## What is needed
If a line below contains the string "text", return that line.
──────── Provided records
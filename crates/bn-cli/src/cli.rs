use crate::commands::Commands;

use clap::Parser;

#[derive(Parser)]
#[command(name = "bishnoi")]
#[command(about = "BishNoi account session CLI")]
#[command(version)]
#[command(propagate_version = true)]
pub struct Cli {
    #[command(subcommand)]
    pub(crate) command: Commands,

    /// Override the configured log level (error, warn, info, debug, trace)
    #[arg(long, global = true)]
    pub(crate) log_level: Option<String>,
}
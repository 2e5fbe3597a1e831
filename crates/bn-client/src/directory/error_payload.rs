use serde::Deserialize;

/// Error body the backend sends with non-2xx responses.
#[derive(Debug, Deserialize)]
pub(crate) struct ErrorPayload {
    #[serde(default)]
    #[allow(dead_code)]
    pub success: bool,
    #[serde(default)]
    pub message: Option<String>,
    #[serde(default)]
    pub error: Option<String>,
}

impl ErrorPayload {
    /// Best human-readable message in the payload, if any.
    pub(crate) fn into_message(self) -> Option<String> {
        self.message
            .filter(|m| !m.trim().is_empty())
            .or(self.error.filter(|e| !e.trim().is_empty()))
    }
}
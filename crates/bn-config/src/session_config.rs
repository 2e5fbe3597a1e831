use crate::{ConfigError, ConfigErrorResult, DEFAULT_SESSION_DIR, DEFAULT_SESSION_NAMESPACE};

use std::path::Path;

use serde::Deserialize;

/// Location of the encrypted local session store.
#[derive(Debug, Clone, Deserialize)]
#[serde(default)]
pub struct SessionConfig {
    /// Directory relative to the config dir
    pub dir: String,
    /// Fixed namespace the store files are keyed under
    pub namespace: String,
}

impl Default for SessionConfig {
    fn default() -> Self {
        Self {
            dir: String::from(DEFAULT_SESSION_DIR),
            namespace: String::from(DEFAULT_SESSION_NAMESPACE),
        }
    }
}

impl SessionConfig {
    pub fn validate(&self) -> ConfigErrorResult<()> {
        if self.dir.trim().is_empty() {
            return Err(ConfigError::session("session.dir cannot be empty"));
        }

        if Path::new(&self.dir).is_absolute() || self.dir.contains("..") {
            return Err(ConfigError::session(
                "session.dir must be relative and cannot contain '..'",
            ));
        }

        let namespace_ok = !self.namespace.is_empty()
            && self
                .namespace
                .chars()
                .all(|c| c.is_ascii_alphanumeric() || c == '_' || c == '-');

        if !namespace_ok {
            return Err(ConfigError::session(format!(
                "session.namespace must be non-empty [A-Za-z0-9_-], got '{}'",
                self.namespace
            )));
        }

        Ok(())
    }
}
pub mod error;
pub mod models;
pub mod validation;

pub use error::{CoreError, Result};
pub use models::resource::Resource;
pub use models::session_record::SessionRecord;
pub use models::user::User;
pub use validation::credential_policy::CredentialPolicy;
pub use validation::email::is_valid_email;

/// Minimum password length accepted when no policy is configured.
pub const DEFAULT_MIN_PASSWORD_LENGTH: usize = 6;

#[cfg(test)]
mod tests;
use crate::FailureKind;

use bn_client::{DirectoryError, ProviderError};
use bn_core::CoreError;

use std::panic::Location;

use error_location::ErrorLocation;
use thiserror::Error;

pub const USERNAME_NOT_FOUND: &str = "Username not found";
pub const ACCOUNT_NOT_FOUND: &str = "No account found with this email/username";

#[derive(Error, Debug)]
pub enum AuthError {
    #[error("Invalid input: {source}")]
    Validation {
        #[source]
        source: CoreError,
        location: ErrorLocation,
    },

    #[error("Username '{username}' could not be resolved: {source} {location}")]
    UsernameNotFound {
        username: String,
        #[source]
        source: DirectoryError,
        location: ErrorLocation,
    },

    #[error("No account for '{identifier}': {source} {location}")]
    AccountNotFound {
        identifier: String,
        #[source]
        source: DirectoryError,
        location: ErrorLocation,
    },

    #[error("Identity provider failure ({kind:?}): {source} {location}")]
    Provider {
        kind: FailureKind,
        /// Classified user-facing text
        message: String,
        #[source]
        source: ProviderError,
        location: ErrorLocation,
    },

    #[error("Backend failure: {source} {location}")]
    Backend {
        #[source]
        source: DirectoryError,
        location: ErrorLocation,
    },

    #[error("Session manager setup failed: {message} {location}")]
    Setup {
        message: String,
        location: ErrorLocation,
    },

    #[error("Unexpected failure: {message} {location}")]
    Unexpected {
        message: String,
        location: ErrorLocation,
    },
}

impl AuthError {
    #[track_caller]
    pub fn validation(source: CoreError) -> Self {
        Self::Validation {
            source,
            location: ErrorLocation::from(Location::caller()),
        }
    }

    #[track_caller]
    pub fn username_not_found(username: &str, source: DirectoryError) -> Self {
        Self::UsernameNotFound {
            username: username.to_string(),
            source,
            location: ErrorLocation::from(Location::caller()),
        }
    }

    #[track_caller]
    pub fn account_not_found(identifier: &str, source: DirectoryError) -> Self {
        Self::AccountNotFound {
            identifier: identifier.to_string(),
            source,
            location: ErrorLocation::from(Location::caller()),
        }
    }

    /// Provider failure during registration or login.
    #[track_caller]
    pub fn provider(source: ProviderError) -> Self {
        let kind = FailureKind::classify(&source);
        let message = kind.user_message(&source.message());
        Self::Provider {
            kind,
            message,
            source,
            location: ErrorLocation::from(Location::caller()),
        }
    }

    /// Provider failure while dispatching a reset email.
    #[track_caller]
    pub fn reset_provider(source: ProviderError) -> Self {
        let kind = FailureKind::classify(&source);
        let message = kind.reset_message(&source.message());
        Self::Provider {
            kind,
            message,
            source,
            location: ErrorLocation::from(Location::caller()),
        }
    }

    #[track_caller]
    pub fn backend(source: DirectoryError) -> Self {
        Self::Backend {
            source,
            location: ErrorLocation::from(Location::caller()),
        }
    }

    #[track_caller]
    pub fn setup(message: impl Into<String>) -> Self {
        Self::Setup {
            message: message.into(),
            location: ErrorLocation::from(Location::caller()),
        }
    }

    #[track_caller]
    pub fn unexpected(message: impl Into<String>) -> Self {
        Self::Unexpected {
            message: message.into(),
            location: ErrorLocation::from(Location::caller()),
        }
    }

    /// The stable text shown to the user.
    pub fn user_message(&self) -> String {
        match self {
            Self::Validation { source, .. } => source.user_message().to_string(),
            Self::UsernameNotFound { .. } => USERNAME_NOT_FOUND.to_string(),
            Self::AccountNotFound { .. } => ACCOUNT_NOT_FOUND.to_string(),
            Self::Provider { message, .. } => message.clone(),
            Self::Backend { source, .. } => source.user_message(),
            Self::Setup { message, .. } | Self::Unexpected { message, .. } => message.clone(),
        }
    }

    pub fn failure_kind(&self) -> Option<FailureKind> {
        match self {
            Self::Provider { kind, .. } => Some(*kind),
            _ => None,
        }
    }
}

pub type Result<T> = std::result::Result<T, AuthError>;
use crate::error_chain;

use std::panic::Location;

use error_location::ErrorLocation;
use thiserror::Error;

/// Errors reported by the identity provider
#[derive(Error, Debug)]
pub enum ProviderError {
    /// The provider refused the request
    ///
    /// `message` is a full sentence describing the refusal; `code` is the
    /// provider's machine-readable code.
    #[error("Identity provider rejected request [{code}]: {message} {location}")]
    Rejected {
        code: String,
        message: String,
        location: ErrorLocation,
    },

    #[error("A network error occurred: {message} {location}")]
    Network {
        message: String,
        location: ErrorLocation,
    },

    #[error("Invalid identity provider response: {message} {location}")]
    Decode {
        message: String,
        location: ErrorLocation,
    },

    #[error("No identity is currently signed in {location}")]
    NoCurrentIdentity { location: ErrorLocation },

    #[error("Identity provider misconfigured: {message} {location}")]
    Configuration {
        message: String,
        location: ErrorLocation,
    },
}

impl ProviderError {
    #[track_caller]
    pub fn rejected(code: impl Into<String>, message: impl Into<String>) -> Self {
        Self::Rejected {
            code: code.into(),
            message: message.into(),
            location: ErrorLocation::from(Location::caller()),
        }
    }

    #[track_caller]
    pub fn network(message: impl Into<String>) -> Self {
        Self::Network {
            message: message.into(),
            location: ErrorLocation::from(Location::caller()),
        }
    }

    #[track_caller]
    pub fn decode(message: impl Into<String>) -> Self {
        Self::Decode {
            message: message.into(),
            location: ErrorLocation::from(Location::caller()),
        }
    }

    #[track_caller]
    pub fn no_current_identity() -> Self {
        Self::NoCurrentIdentity {
            location: ErrorLocation::from(Location::caller()),
        }
    }

    #[track_caller]
    pub fn configuration(message: impl Into<String>) -> Self {
        Self::Configuration {
            message: message.into(),
            location: ErrorLocation::from(Location::caller()),
        }
    }

    /// Provider message without code or location, as an SDK would surface it.
    pub fn message(&self) -> String {
        match self {
            Self::Rejected { message, .. } => message.clone(),
            Self::Network { message, .. } => format!("A network error has occurred: {message}"),
            Self::Decode { message, .. } | Self::Configuration { message, .. } => message.clone(),
            Self::NoCurrentIdentity { .. } => "No user is currently signed in".to_string(),
        }
    }

    /// Provider error code for rejections
    pub fn code(&self) -> Option<&str> {
        match self {
            Self::Rejected { code, .. } => Some(code),
            _ => None,
        }
    }

    pub fn is_network(&self) -> bool {
        matches!(self, Self::Network { .. })
    }
}

impl From<reqwest::Error> for ProviderError {
    #[track_caller]
    fn from(err: reqwest::Error) -> Self {
        let message = error_chain::render(&err);
        if err.is_decode() {
            ProviderError::decode(message)
        } else {
            ProviderError::network(message)
        }
    }
}

impl From<serde_json::Error> for ProviderError {
    #[track_caller]
    fn from(err: serde_json::Error) -> Self {
        ProviderError::decode(err.to_string())
    }
}

pub type Result<T> = std::result::Result<T, ProviderError>;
────────────────
## Output of the exercise
        /// Classified user-facing text
    /// The stable text shown to the user.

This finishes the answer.